VOW will therefor familiarize the participants with this repertoire and by focusing on the VOW repertory, its performance, its analysis and related research and dissemination initiatives in the involved institutions, VOW will achieve a wide-spread “ripple-effect” aimed at a deeper level of inclusivity of all voices as equal contributors to the artistic canon.

Lise Meling holds a BA in Piano Performance and an MA in Musicology from NTNU, Norway and a Doctor of Music in Early Music from Indiana University, USA. She is an Associate Professor of Music at the Faculty of Performing Arts, The University of Stavanger, Norway, where she teaches music history and early music performance and performance practice. Her research projects encompass topics in early music and music and gender: she has looked at the role of female composers and their social status, femininity in popular music and gender in music scholarship. Her latest research focuses on the gendered history of musical instruments, particularly keyboard instruments in the eighteenth and nineteenth centuries. She has authored several publications, both scholarly articles as well as textbooks in music history. Meling is active as harpsichord performer for which she has revitalized unknown works by female composers, as well as being an active participant in national and international conferences, lecture recitals, interviews, and radio and TV appearances.

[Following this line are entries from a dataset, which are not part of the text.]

//! Configuration management for the credential agent.
//!
//! The agent reads a single TOML document. Every section has defaults so a
//! minimal file only needs `[server] base_url`.

use serde::{Deserialize, Serialize};
use std::collections::BTreeMap;
use std::path::{Path, PathBuf};
use std::time::Duration;

/// Sentinel used in config files for "never stale unless invalidated".
pub const INFINITE_REFRESH: i64 = -1;

/// Errors raised while loading or validating configuration.
#[derive(Debug, thiserror::Error)]
pub enum ConfigError {
    #[error("failed to read {path}: {reason}")]
    Read { path: PathBuf, reason: String },

    #[error("failed to parse config: {0}")]
    Parse(String),

    #[error("invalid value for {field}: {reason}")]
    Invalid { field: &'static str, reason: String },

    #[error("refresh interval must be >= 0 or -1 (infinite), got {0}")]
    RefreshInterval(i64),

    #[error("failed to serialize config: {0}")]
    Serialize(String),
}

/// How long a cached value stays fresh.
#[derive(Debug, Clone, Copy, PartialEq, Eq, Serialize, Deserialize)]
#[serde(try_from = "i64", into = "i64")]
pub enum RefreshInterval {
    /// Interval `0`: every lookup refetches.
    Always,
    /// Entries older than the duration are stale.
    Every(Duration),
    /// Never stale unless force-invalidated.
    Never,
}

impl RefreshInterval {
    pub fn from_secs(secs: u64) -> Self {
        if secs == 0 {
            Self::Always
        } else {
            Self::Every(Duration::from_secs(secs))
        }
    }

    /// Whether an entry of the given age is past this interval.
    pub fn is_expired(&self, age: Duration) -> bool {
        match self {
            Self::Always => true,
            Self::Every(interval) => age >= *interval,
            Self::Never => false,
        }
    }
}

impl TryFrom<i64> for RefreshInterval {
    type Error = ConfigError;

    fn try_from(secs: i64) -> Result<Self, Self::Error> {
        match secs {
            INFINITE_REFRESH => Ok(Self::Never),
            s if s >= 0 => Ok(Self::from_secs(s as u64)),
            s => Err(ConfigError::RefreshInterval(s)),
        }
    }
}

impl From<RefreshInterval> for i64 {
    fn from(interval: RefreshInterval) -> Self {
        match interval {
            RefreshInterval::Always => 0,
            RefreshInterval::Every(d) => d.as_secs().min(i64::MAX as u64) as i64,
            RefreshInterval::Never => INFINITE_REFRESH,
        }
    }
}

/// Top-level agent configuration.
#[derive(Debug, Clone, PartialEq, Eq, Serialize, Deserialize)]
///
/// Plain values precede the section tables so the struct serializes to a
/// valid TOML document.
pub struct AgentConfig {
    /// Seconds between ticks of the agent's update loop.
    #[serde(default = "default_poll_interval")]
    pub poll_interval_secs: u64,
    /// Poll interval while a CSR is waiting for its certificate.
    #[serde(default = "default_certificate_poll_interval")]
    pub certificate_poll_interval_secs: u64,
    pub server: ServerConfig,
    #[serde(default)]
    pub identity: IdentityConfig,
    #[serde(default)]
    pub cache: CacheSection,
    #[serde(default)]
    pub storage: StorageConfig,
    #[serde(default)]
    pub logging: LoggingConfig,
}

/// Deployment topology of the authority.
#[derive(Debug, Clone, Copy, PartialEq, Eq, Serialize, Deserialize, Default)]
#[serde(rename_all = "lowercase")]
pub enum Topology {
    #[default]
    Central,
    Edge,
}

#[derive(Debug, Clone, PartialEq, Eq, Serialize, Deserialize)]
pub struct ServerConfig {
    pub base_url: String,
    #[serde(default = "default_user_agent")]
    pub user_agent: String,
    #[serde(default)]
    pub user_id: Option<String>,
    #[serde(default)]
    pub topology: Topology,
    /// Status code an edge authority returns for an unknown identity key.
    #[serde(default = "default_no_device_status")]
    pub no_device_status_code: u16,
    /// Seconds the caller waits before re-running a failed operation.
    #[serde(default = "default_retry_interval")]
    pub retry_interval_secs: u64,
    #[serde(default = "default_request_timeout")]
    pub request_timeout_secs: u64,
    #[serde(default)]
    pub endpoints: EndpointConfig,
}

impl ServerConfig {
    /// Join the base URL with an endpoint path.
    pub fn url(&self, path: &str) -> String {
        format!(
            "{}/{}",
            self.base_url.trim_end_matches('/'),
            path.trim_start_matches('/')
        )
    }

    pub fn retry_interval(&self) -> Duration {
        Duration::from_secs(self.retry_interval_secs)
    }
}

/// Endpoint paths relative to `base_url`.
#[derive(Debug, Clone, PartialEq, Eq, Serialize, Deserialize)]
#[serde(default)]
pub struct EndpointConfig {
    pub challenge: String,
    pub register: String,
    pub key: String,
    pub key_by_id: String,
    pub rotation_metadata: String,
    pub assets: String,
    pub asset_ack: String,
    pub csr: String,
    pub policies: String,
}

impl Default for EndpointConfig {
    fn default() -> Self {
        Self {
            challenge: "/api/v1/auth/challenge".to_string(),
            register: "/api/v1/auth/register".to_string(),
            key: "/api/v1/auth/key".to_string(),
            key_by_id: "/api/v1/auth/key-by-id".to_string(),
            rotation_metadata: "/api/v1/auth/rotation".to_string(),
            assets: "/api/v1/assets".to_string(),
            asset_ack: "/api/v1/assets/ack".to_string(),
            csr: "/api/v1/assets/csr".to_string(),
            policies: "/api/v1/policies".to_string(),
        }
    }
}

/// Which identity provider implementation to load.
#[derive(Debug, Clone, Copy, PartialEq, Eq, Serialize, Deserialize, Default)]
#[serde(rename_all = "lowercase")]
pub enum ProviderKind {
    /// In-process P-256 key (development and tests).
    #[default]
    Software,
}

#[derive(Debug, Clone, PartialEq, Eq, Serialize, Deserialize)]
#[serde(default)]
pub struct IdentityConfig {
    pub provider: ProviderKind,
    pub role: String,
    pub device_tid: Option<String>,
    pub metadata: BTreeMap<String, String>,
}

impl Default for IdentityConfig {
    fn default() -> Self {
        Self {
            provider: ProviderKind::Software,
            role: "device".to_string(),
            device_tid: None,
            metadata: BTreeMap::new(),
        }
    }
}

/// Staleness and retry settings shared by the credential and policy caches.
#[derive(Debug, Clone, Copy, PartialEq, Eq, Serialize, Deserialize)]
pub struct CacheConfig {
    #[serde(default = "default_refresh_interval")]
    pub refresh_interval: RefreshInterval,
    #[serde(default = "default_retry_interval")]
    pub retry_interval_secs: u64,
}

impl CacheConfig {
    pub fn new(refresh_interval: RefreshInterval, retry_interval: Duration) -> Self {
        Self {
            refresh_interval,
            retry_interval_secs: retry_interval.as_secs(),
        }
    }

    pub fn retry_interval(&self) -> Duration {
        Duration::from_secs(self.retry_interval_secs)
    }
}

impl Default for CacheConfig {
    fn default() -> Self {
        Self {
            refresh_interval: default_refresh_interval(),
            retry_interval_secs: default_retry_interval(),
        }
    }
}

#[derive(Debug, Clone, PartialEq, Eq, Serialize, Deserialize, Default)]
#[serde(default)]
pub struct CacheSection {
    pub credentials: CacheConfig,
    pub policies: CacheConfig,
}

#[derive(Debug, Clone, PartialEq, Eq, Serialize, Deserialize)]
#[serde(default)]
pub struct StorageConfig {
    pub cert_dir: PathBuf,
    pub key_dir: PathBuf,
    /// Base64-encode the whole key envelope document before writing it.
    pub base64_envelope: bool,
}

impl Default for StorageConfig {
    fn default() -> Self {
        Self {
            cert_dir: PathBuf::from("/var/lib/credagent/certs"),
            key_dir: PathBuf::from("/var/lib/credagent/keys"),
            base64_envelope: false,
        }
    }
}

#[derive(Debug, Clone, PartialEq, Eq, Serialize, Deserialize)]
#[serde(default)]
pub struct LoggingConfig {
    pub level: String,
    pub json: bool,
}

impl Default for LoggingConfig {
    fn default() -> Self {
        Self {
            level: "info".to_string(),
            json: false,
        }
    }
}

impl AgentConfig {
    #[cfg(feature = "toml")]
    pub fn from_file<P: AsRef<Path>>(path: P) -> Result<Self, ConfigError> {
        let path = path.as_ref();
        let content = std::fs::read_to_string(path).map_err(|e| ConfigError::Read {
            path: path.to_path_buf(),
            reason: e.to_string(),
        })?;
        Self::from_toml_str(&content)
    }

    #[cfg(feature = "toml")]
    pub fn from_toml_str(content: &str) -> Result<Self, ConfigError> {
        let config: Self = toml::from_str(content).map_err(|e| ConfigError::Parse(e.to_string()))?;
        config.validate()?;
        Ok(config)
    }

    /// Render as a TOML document that [`AgentConfig::from_toml_str`] accepts.
    #[cfg(feature = "toml")]
    pub fn to_toml_string(&self) -> Result<String, ConfigError> {
        toml::to_string_pretty(self).map_err(|e| ConfigError::Serialize(e.to_string()))
    }

    pub fn default_config() -> Self {
        Self {
            server: ServerConfig {
                base_url: "https://localhost:8443".to_string(),
                endpoints: EndpointConfig::default(),
                user_agent: default_user_agent(),
                user_id: None,
                topology: Topology::Central,
                no_device_status_code: default_no_device_status(),
                retry_interval_secs: default_retry_interval(),
                request_timeout_secs: default_request_timeout(),
            },
            identity: IdentityConfig::default(),
            cache: CacheSection::default(),
            storage: StorageConfig::default(),
            logging: LoggingConfig::default(),
            poll_interval_secs: default_poll_interval(),
            certificate_poll_interval_secs: default_certificate_poll_interval(),
        }
    }

    pub fn validate(&self) -> Result<(), ConfigError> {
        let base = self.server.base_url.trim();
        if !(base.starts_with("http://") || base.starts_with("https://")) {
            return Err(ConfigError::Invalid {
                field: "server.base_url",
                reason: format!("expected an http(s) URL, got {:?}", base),
            });
        }
        if self.server.user_agent.trim().is_empty() {
            return Err(ConfigError::Invalid {
                field: "server.user_agent",
                reason: "must not be empty".to_string(),
            });
        }
        if self.identity.role.trim().is_empty() {
            return Err(ConfigError::Invalid {
                field: "identity.role",
                reason: "must not be empty".to_string(),
            });
        }
        if self.poll_interval_secs == 0 {
            return Err(ConfigError::Invalid {
                field: "poll_interval_secs",
                reason: "must be at least 1".to_string(),
            });
        }
        Ok(())
    }
}

fn default_refresh_interval() -> RefreshInterval {
    RefreshInterval::Every(Duration::from_secs(3600))
}

fn default_user_agent() -> String {
    format!("credagent/{}", env!("CARGO_PKG_VERSION"))
}

fn default_no_device_status() -> u16 {
    404
}

fn default_retry_interval() -> u64 {
    60
}

fn default_request_timeout() -> u64 {
    30
}

fn default_poll_interval() -> u64 {
    30
}

fn default_certificate_poll_interval() -> u64 {
    5
}

#[cfg(test)]
mod tests {
    use super::*;

    #[test]
    fn test_refresh_interval_sentinels() {
        assert_eq!(RefreshInterval::try_from(0).unwrap(), RefreshInterval::Always);
        assert_eq!(RefreshInterval::try_from(-1).unwrap(), RefreshInterval::Never);
        assert_eq!(
            RefreshInterval::try_from(30).unwrap(),
            RefreshInterval::Every(Duration::from_secs(30))
        );
        assert!(RefreshInterval::try_from(-5).is_err());
    }

    #[test]
    fn test_refresh_interval_expiry() {
        assert!(RefreshInterval::Always.is_expired(Duration::ZERO));
        assert!(!RefreshInterval::Never.is_expired(Duration::from_secs(u32::MAX as u64)));

        let every = RefreshInterval::from_secs(10);
        assert!(!every.is_expired(Duration::from_secs(9)));
        assert!(every.is_expired(Duration::from_secs(10)));
    }

    #[test]
    fn test_minimal_toml() {
        let config = AgentConfig::from_toml_str(
            r#"
            [server]
            base_url = "https://auth.example.com/"
            topology = "edge"

            [cache.credentials]
            refresh_interval = -1

            [cache.policies]
            refresh_interval = 0
            retry_interval_secs = 5
            "#,
        )
        .unwrap();

        assert_eq!(config.server.topology, Topology::Edge);
        assert_eq!(config.cache.credentials.refresh_interval, RefreshInterval::Never);
        assert_eq!(config.cache.policies.refresh_interval, RefreshInterval::Always);
        assert_eq!(config.cache.policies.retry_interval(), Duration::from_secs(5));
        assert_eq!(
            config.server.url("/api/v1/auth/challenge"),
            "https://auth.example.com/api/v1/auth/challenge"
        );
        assert_eq!(config.identity.role, "device");
    }

    #[test]
    fn test_rejects_bad_base_url() {
        let result = AgentConfig::from_toml_str(
            r#"
            [server]
            base_url = "ftp://nope"
            "#,
        );
        assert!(matches!(
            result,
            Err(ConfigError::Invalid { field: "server.base_url", .. })
        ));
    }

    #[test]
    fn test_default_config_toml_round_trip() {
        let mut config = AgentConfig::default_config();
        config.server.user_id = Some("operator-7".to_string());
        config
            .identity
            .metadata
            .insert("site".to_string(), "lab-2".to_string());
        config.cache.policies.refresh_interval = RefreshInterval::Never;

        let rendered = config.to_toml_string().unwrap();
        assert!(!rendered.trim_start().starts_with('{'));
        assert_eq!(AgentConfig::from_toml_str(&rendered).unwrap(), config);

        let defaults = AgentConfig::default_config();
        let rendered = defaults.to_toml_string().unwrap();
        assert_eq!(AgentConfig::from_toml_str(&rendered).unwrap(), defaults);
    }

    #[test]
    fn test_default_config_is_valid() {
        AgentConfig::default_config().validate().unwrap();
    }
}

Bettina Smith is a professor of classical singing and performing artist. She has an extensive international career, performing at leading opera houses, festivals, and concert houses around the world. Her wide repertory spans from Medieval to contemporary music, with a special interest for Art Song. She has recorded five highly acclaimed solo CDs for the label LAWO Classics, and for the last one The Artist`s Secret, she was nominated singer of the year 2021 in Germany by Opus Klassik. She leads the ERASMUS+ project Voices of Women, focusing on women composers.